Kernel namespaces isolate containers so that processes running in different containers cannot see or affect processes running in another container on the same host.

Containers also get their own network stack. This way you can start multiple containers listening on the same port.

You can, for example, start two Nginx servers in two containers both listening on port 80. This means that these containers listen on port 80 on their respective container network stacks, not on port 80 of the host machine.

The containers can access each other on the Docker network, and you can set up networking to access the containers from the outside.

Resource allocation and limiting is achieved with control groups. Cgroups are also a feature of the Linux kernel.

Linux containers and Windows containers

We’ve seen that Docker containers run on Linux machines and share the Linux kernel of the host system.

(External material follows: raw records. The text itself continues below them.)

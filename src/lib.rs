//! glass-quote - Pricing engine and quote builder for glass and window shops.
//!
//! Turns measured openings (height/width in mm) and material choices into
//! itemized costs and a quote total with the losses/overhead/profit markup
//! stack. A separate quick estimator gives ballpark figures per project type.
//!
//! # Example
//!
//! ```
//! use glass_quote::{Dimension, GlassColor, GlassSpec, GlassType, QuoteDraft};
//!
//! let mut draft = QuoteDraft::new(Dimension::new(1200.0, 1500.0));
//! draft
//!     .add_glass_item(GlassSpec::new(GlassType::Tempered, 6, GlassColor::Clear))
//!     .unwrap();
//! draft.add_installation_item().unwrap();
//!
//! let totals = draft.totals();
//! assert!(totals.grand_total > totals.cost_total);
//! ```

pub mod config;
pub mod error;
pub mod generator;
pub mod model;
pub mod parser;
pub mod pricing;
pub mod quote;
pub mod validation;

// Re-exports for convenience
pub use config::{MarkupRates, PricingConfig};
pub use error::{QuoteError, Result};
pub use generator::{format_money, QuoteSheet};
pub use model::{
    Dimension, Finishing, FrameColor, FrameSpec, FrameSystem, GlassColor, GlassSpec, GlassType,
    HardwareSpec, ItemCategory, ProjectType, Quote, QuoteItem, QuoteStatus, QuoteTotals,
};
pub use parser::{parse_request_file, parse_request_str, QuoteRequest};
pub use pricing::{
    aggregate, aggregate_with, calculate_frame_cost, calculate_glass_cost,
    calculate_hardware_cost, calculate_installation_cost, compute_area, compute_perimeter,
    quick_estimate, QuickEstimate,
};
pub use quote::{generate_quote_number, QuoteDraft, QuoteHeader};
pub use validation::{validate_request, ValidationResult};

/// Price a request and produce the quote record.
///
/// Runs every "add item" action the request asks for on a fresh draft, in
/// the order glass, frames, hardware, installation.
pub fn build_quote(request: &QuoteRequest) -> Result<Quote> {
    let mut draft = QuoteDraft::with_config(request.dimension, request.pricing_config())?;

    for glass in &request.glass {
        draft.add_glass_item(glass.clone())?;
    }

    for frame in &request.frames {
        draft.add_frame_item(frame.system, &frame.profile_line, frame.color)?;
    }

    for hardware in &request.hardware {
        draft.add_hardware_item(hardware.clone())?;
    }

    if request.installation {
        draft.add_installation_item()?;
    }

    let header = QuoteHeader {
        number: request
            .number
            .clone()
            .unwrap_or_else(generate_quote_number),
        customer: request.customer.clone(),
        project_name: request.project_name.clone(),
        project_type: request.project_type,
        salesperson: request.salesperson.clone(),
        date: request
            .date
            .unwrap_or_else(|| chrono::Local::now().date_naive()),
        notes: request.notes.clone(),
    };

    draft.finalize(header)
}

/// Parse, validate and price a request file.
///
/// Validation warnings are logged; validation errors abort.
pub fn quote_from_file(path: &std::path::Path) -> Result<Quote> {
    let request = parse_request_file(path)?;

    let validation = validate_request(&request);
    for warning in &validation.warnings {
        tracing::warn!("{}", warning);
    }
    if !validation.passed {
        return Err(QuoteError::InvalidRequest {
            message: validation.errors.join("; "),
        });
    }

    build_quote(&request)
}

Docker started out as a container management platform for Linux machines. The containers shared the Linux kernel and the Docker images were all built with Linux tools and binaries.

As a result of a cooperation between Docker and Microsoft, today you can use containers on Windows server machines, too. These containers are called Windows based containers and they share the kernel of the Windows server machine and the Docker images are built with Windows tools and Windows binaries.

You’ll find both Linux based and Windows based containers on the Docker Hub these days. A simple example is the Python repository on the Docker Hub  that has image variants for both Linux and Windows server.

Today Docker containers are run on Linux servers and Windows servers in production.

You can develop Docker on Mac computers, too, but there is no production version on the Mac. The reason for this is that Docker containers require a Linux or a Windows kernel and the Mac does not provide this natively.

You can develop Docker on the Mac, because Docker’s native Mac app runs a small Linux VM under the hood that gives you a Linux kernel and the native Docker app hides the implementation details from you.

Similarly, you can develop Linux containers on Windows machines, in this case the Docker Windows app will run a small Linux VM under the hood.

Next steps

We have learned that Docker containers are an operating system level virtualization technology and they provide high level of isolation for your application components while they remain light-weight.

Containers are much lighter than virtual machines, because VMs use a Guest OS to isolate application environments, while containers share the same host OS kernel and therefore isolated components don’t carry the overhead of a Guest OS.

In the next posts we’ll learn the basics of Docker containers and images and we’ll also deep dive into the internal workings of containers and images and see a few interesting examples that help you understand how these tools work.